» Records supplied
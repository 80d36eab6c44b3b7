//! Shared types for the shiftnet billing server.
//!
//! Everything here is plain data: the occupant of a terminal ([`user::User`]),
//! a block of purchasable time ([`voucher::Voucher`]), the server
//! configuration, the shared error type and structured trace events.

pub mod config;
pub mod error;
pub mod trace;
pub mod user;
pub mod voucher;

/// Identifier of a provisioned terminal (stable for the process lifetime).
pub type TerminalId = u32;

/// Identifier of a persisted member account.
pub type MemberId = u64;

pub use user::{User, UserGroup};
pub use voucher::Voucher;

» Problem description
In the listing above, find every line with the word "trace" and copy it.

» Task answer
//! configuration, the shared error type and structured trace events.
pub mod trace;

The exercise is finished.